The plaintiff made no objection to the submission of interrogatory 5 to the jury and he will not now be heard to complain. Cf. Rule 51, Federal Rules of Civil Procedure, 28 U.S.C.A.; Adams v. Southern Bell Telephone & Telegraph Co., 4 Cir., 1924, 295 F. 586.
In any event, the plaintiff did not warrant the seaworthiness of the vessel to Filipek. The doctrine of seaworthiness extends only to members of the ship's crew and to those, such as longshoremen, who do work traditionally done by members of the crew. See Berge v. National Bulk Carriers Corp., 2 Cir., 1958, 251 F.2d 717, certiorari denied 356 U.S. 958, 78 S. Ct. 994, 2 L. Ed. 2d 1066; Halecki v. United New York & New Jersey Sandy Hook Pilots Ass'n, 2 Cir., 1958, 251 F.2d 708, certiorari granted 357 U.S. 903, 78 S. Ct. 1149, 2 L. Ed. 2d 1154. Here the plaintiff's work was not that of a member of the crew. The Canadian law required that the testing be done by an outside expert who was not attached to the ship. It could not have been done by crew members; the American Bureau of Shipping would not have issued a certificate approving the tests if conducted by any member of the defendant's crew. See 46 U.S.C.A. §§ 881 and 369 and Coast Guard Regulations, 46 C.F.R. 90.35, 91.25-25 and 92.01.
We turn then to the main issue before us, namely, whether there was evidence sufficient to support the jury's findings that Moore-McCormack was negligent and that its negligence was the proximate cause of plaintiff's injuries, and their award of $47,500 damages.

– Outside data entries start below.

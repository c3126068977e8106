//! Endpoint catalog types

use chrono::{DateTime, Duration, Utc};
use serde::{Deserialize, Serialize};

use crate::builders::RequestBuilder;

use super::{FetchResult, HttpMethod};

/// When fetched pages are persisted.
#[derive(Debug, Clone, Copy, PartialEq, Eq, Default, Serialize, Deserialize)]
#[serde(rename_all = "kebab-case")]
pub enum SaveBehavior {
    /// Persist every result, failures included, once the whole chain has
    /// been fetched (default).
    #[default]
    AfterAll,
    /// Persist each successful page as soon as it arrives.
    PerPage,
    /// Nothing persisted (dependency prefetches, dry runs).
    None,
}

impl std::str::FromStr for SaveBehavior {
    type Err = String;

    fn from_str(s: &str) -> std::result::Result<Self, Self::Err> {
        match s.to_lowercase().as_str() {
            "after-all" | "afterall" | "all" => Ok(SaveBehavior::AfterAll),
            "per-page" | "perpage" => Ok(SaveBehavior::PerPage),
            "none" => Ok(SaveBehavior::None),
            _ => Err(format!("invalid save behavior: {s}")),
        }
    }
}

impl std::fmt::Display for SaveBehavior {
    fn fmt(&self, f: &mut std::fmt::Formatter<'_>) -> std::fmt::Result {
        let s = match self {
            SaveBehavior::AfterAll => "after-all",
            SaveBehavior::PerPage => "per-page",
            SaveBehavior::None => "none",
        };
        f.write_str(s)
    }
}

/// Inputs handed to a [`RequestBuilder`] when seeding requests for a load.
pub struct LoadParameters<'a> {
    /// Prior results a dependent endpoint iterates over (e.g. the carrier
    /// pages a per-carrier endpoint expands into one request each).
    pub iteration_list: Option<&'a [FetchResult]>,

    /// Resolved incremental time window, when the endpoint uses one.
    pub start_utc: Option<DateTime<Utc>>,
    pub end_utc: Option<DateTime<Utc>>,

    /// Raw JSON body for POST endpoints.
    pub body_params_json: &'a str,
}

impl<'a> LoadParameters<'a> {
    pub fn empty() -> Self {
        Self {
            iteration_list: None,
            start_utc: None,
            end_utc: None,
            body_params_json: "",
        }
    }
}

/// Static description of one vendor endpoint: identity, paging defaults,
/// time-window policy, dependency declaration, and the strategy that turns
/// load parameters into seed requests.
#[derive(Clone)]
pub struct EndpointDefinition {
    /// Resource name as it appears in the vendor API.
    pub resource_name: String,

    /// Name used for storage paths and operator-facing output.
    pub friendly_name: String,

    pub resource_version: u32,

    pub method: HttpMethod,

    /// Rows per page when paged; `None` for unpaged endpoints.
    pub default_page_size: Option<u32>,

    /// How far back the first incremental load reaches when no watermark
    /// exists and no explicit window was given.
    pub default_lookback_days: i64,

    /// Windows shorter than this are skipped entirely rather than fetched.
    pub min_time_span: Option<Duration>,

    /// Windows longer than this are clamped by pulling the end in.
    pub max_time_span: Option<Duration>,

    /// Whether loads advance a persisted watermark.
    pub supports_watermark: bool,

    /// Whether seeding requires the results of a dependency load.
    pub requires_iteration_list: bool,

    /// Name of the catalog entry this endpoint depends on, if any.
    pub depends_on: Option<String>,

    pub description: Option<String>,

    pub build_requests: RequestBuilder,
}

impl EndpointDefinition {
    pub fn new(
        resource_name: impl Into<String>,
        friendly_name: impl Into<String>,
        resource_version: u32,
        build_requests: RequestBuilder,
    ) -> Self {
        Self {
            resource_name: resource_name.into(),
            friendly_name: friendly_name.into(),
            resource_version,
            method: HttpMethod::Get,
            default_page_size: None,
            default_lookback_days: 90,
            min_time_span: None,
            max_time_span: None,
            supports_watermark: false,
            requires_iteration_list: false,
            depends_on: None,
            description: None,
            build_requests,
        }
    }

    pub fn with_method(mut self, method: HttpMethod) -> Self {
        self.method = method;
        self
    }

    pub fn with_page_size(mut self, page_size: u32) -> Self {
        self.default_page_size = Some(page_size);
        self
    }

    pub fn with_lookback_days(mut self, days: i64) -> Self {
        self.default_lookback_days = days;
        self
    }

    pub fn with_min_time_span(mut self, span: Duration) -> Self {
        self.min_time_span = Some(span);
        self
    }

    pub fn with_max_time_span(mut self, span: Duration) -> Self {
        self.max_time_span = Some(span);
        self
    }

    pub fn with_watermark(mut self) -> Self {
        self.supports_watermark = true;
        self
    }

    pub fn with_depends_on(mut self, name: impl Into<String>) -> Self {
        self.depends_on = Some(name.into());
        self.requires_iteration_list = true;
        self
    }

    pub fn with_description(mut self, description: impl Into<String>) -> Self {
        self.description = Some(description.into());
        self
    }
}

/// A named catalog entry. The entry name is what operators and dependency
/// declarations refer to; several entries may share a resource name at
/// different versions.
#[derive(Clone)]
pub struct EndpointEntry {
    pub name: String,
    pub definition: EndpointDefinition,
}

impl EndpointEntry {
    pub fn new(name: impl Into<String>, definition: EndpointDefinition) -> Self {
        Self {
            name: name.into(),
            definition,
        }
    }
}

First the plaintiff asserts that Moore-McCormack was negligent as it was chargeable with knowledge of the latent defect in No. 1 port forward kingpost which caused it to break and that it failed to advise the riggers of this defect. He points to the deposition of John Weber, a former seaman who had worked aboard the vessel, that in September 1952, over two months prior to Filipek's injury, the runner had fouled on the deck and that at that time Weber heard a cracking in the kingpost by the No. 1 Hatch. The fact that a runner broke three months previously is confirmed by a notation to that effect in the log book of the Mormacsurf signed by the Chief Officer, but that notation does not refer to any cracking in the kingpost. Indeed, Weber admitted that he did not tell anyone of the incident until he related it to the plaintiff's attorney after the institution of this suit and some four and one-half years after the occurrence. Any knowledge on the part of Weber cannot be imputed to the Mormacsurf as he was not in Moore-McCormack's employ on September 9, the date of the alleged cracking of the kingpost. According to Weber's deposition he had left the ship the day before and just returned to pick up his sea chest and pay some debts. His relation to the ship at the time of the alleged cracking in the kingpost was that of a mere stranger. Admittedly a visual inspection of the kingpost itself would not disclose whether or not any damage had occurred to the kingpost as a result of this incident.
The only other evidence which bears on Filipek's related claim that Moore-McCormack failed to provide a safe place to work is the testimony of two of the plaintiff's co-workers that after the kingpost broke on December 23, 1952 they noticed some dark spots thereon which might have been rust. There is no evidence that this "rust" was visible prior to the accident or that the defendant knew or should have known of its existence at that time.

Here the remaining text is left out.